:: Exercise details ::
Return the data below in full. Keep each character unchanged.
Top of Supplied data
use anyhow::Result;
use clap::Parser;
use std::time::Duration;
use tracing::info;

use fftscope::audio::AudioSource;
use fftscope::cli::Args;
use fftscope::config::Config;
use fftscope::display::{self, DisplayMode};

/// How long to wait for the capture thread before leaving it behind
const SHUTDOWN_TIMEOUT: Duration = Duration::from_secs(1);

#[tokio::main]
async fn main() -> Result<()> {
    // Initialize logging
    tracing_subscriber::fmt()
        .with_env_filter(
            tracing_subscriber::EnvFilter::from_default_env()
                .add_directive("fftscope=info".parse()?),
        )
        .with_writer(std::io::stderr)
        .init();

    let args = Args::parse();

    if args.init_config {
        let path = Config::init_default_config()?;
        println!("Config written to {}", path.display());
        return Ok(());
    }

    if args.list_sources {
        return list_sources();
    }

    // Load config: explicit path > default path > defaults
    let mut config = match &args.config {
        Some(path) => Config::load(path)?,
        None => Config::load_from_default_path().unwrap_or_default(),
    };
    config.merge_args(&args);
    config.validate()?;

    info!(
        "Starting fftscope: {:?} source, {:?} display",
        config.audio.source, config.display.mode
    );

    let source = fftscope::open_source(&config.audio)?;
    info!("Capturing from {}", source.describe());

    let (capture, reader) =
        fftscope::create_pipeline(config.audio.sample_rate, &config.analysis, source)?;

    let result = match config.display.mode {
        DisplayMode::Terminal => display::terminal::run(&config, reader, &capture).await,
        DisplayMode::Monitor => display::monitor::run(&config, reader, &capture).await,
    };

    // Stats are logged by the capture thread as it exits
    let _ = capture.shutdown(SHUTDOWN_TIMEOUT);

    result
}

#[cfg(feature = "pulse")]
fn list_sources() -> Result<()> {
    for (name, description) in fftscope::audio::list_sources()? {
        println!("{}\t{}", name, description);
    }
    Ok(())
}

#[cfg(not(feature = "pulse"))]
fn list_sources() -> Result<()> {
    anyhow::bail!("built without PulseAudio support (enable the `pulse` feature)")
}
Bottom of Supplied data
:: Answer for this exercise ::
use anyhow::Result;
use clap::Parser;
use std::time::Duration;
use tracing::info;

use fftscope::audio::AudioSource;
use fftscope::cli::Args;
use fftscope::config::Config;
use fftscope::display::{self, DisplayMode};

/// How long to wait for the capture thread before leaving it behind
const SHUTDOWN_TIMEOUT: Duration = Duration::from_secs(1);

#[tokio::main]
async fn main() -> Result<()> {
    // Initialize logging
    tracing_subscriber::fmt()
        .with_env_filter(
            tracing_subscriber::EnvFilter::from_default_env()
                .add_directive("fftscope=info".parse()?),
        )
        .with_writer(std::io::stderr)
        .init();

    let args = Args::parse();

    if args.init_config {
        let path = Config::init_default_config()?;
        println!("Config written to {}", path.display());
        return Ok(());
    }

    if args.list_sources {
        return list_sources();
    }

    // Load config: explicit path > default path > defaults
    let mut config = match &args.config {
        Some(path) => Config::load(path)?,
        None => Config::load_from_default_path().unwrap_or_default(),
    };
    config.merge_args(&args);
    config.validate()?;

    info!(
        "Starting fftscope: {:?} source, {:?} display",
        config.audio.source, config.display.mode
    );

    let source = fftscope::open_source(&config.audio)?;
    info!("Capturing from {}", source.describe());

    let (capture, reader) =
        fftscope::create_pipeline(config.audio.sample_rate, &config.analysis, source)?;

    let result = match config.display.mode {
        DisplayMode::Terminal => display::terminal::run(&config, reader, &capture).await,
        DisplayMode::Monitor => display::monitor::run(&config, reader, &capture).await,
    };

    // Stats are logged by the capture thread as it exits
    let _ = capture.shutdown(SHUTDOWN_TIMEOUT);

    result
}

#[cfg(feature = "pulse")]
fn list_sources() -> Result<()> {
    for (name, description) in fftscope::audio::list_sources()? {
        println!("{}\t{}", name, description);
    }
    Ok(())
}

#[cfg(not(feature = "pulse"))]
fn list_sources() -> Result<()> {
    anyhow::bail!("built without PulseAudio support (enable the `pulse` feature)")
}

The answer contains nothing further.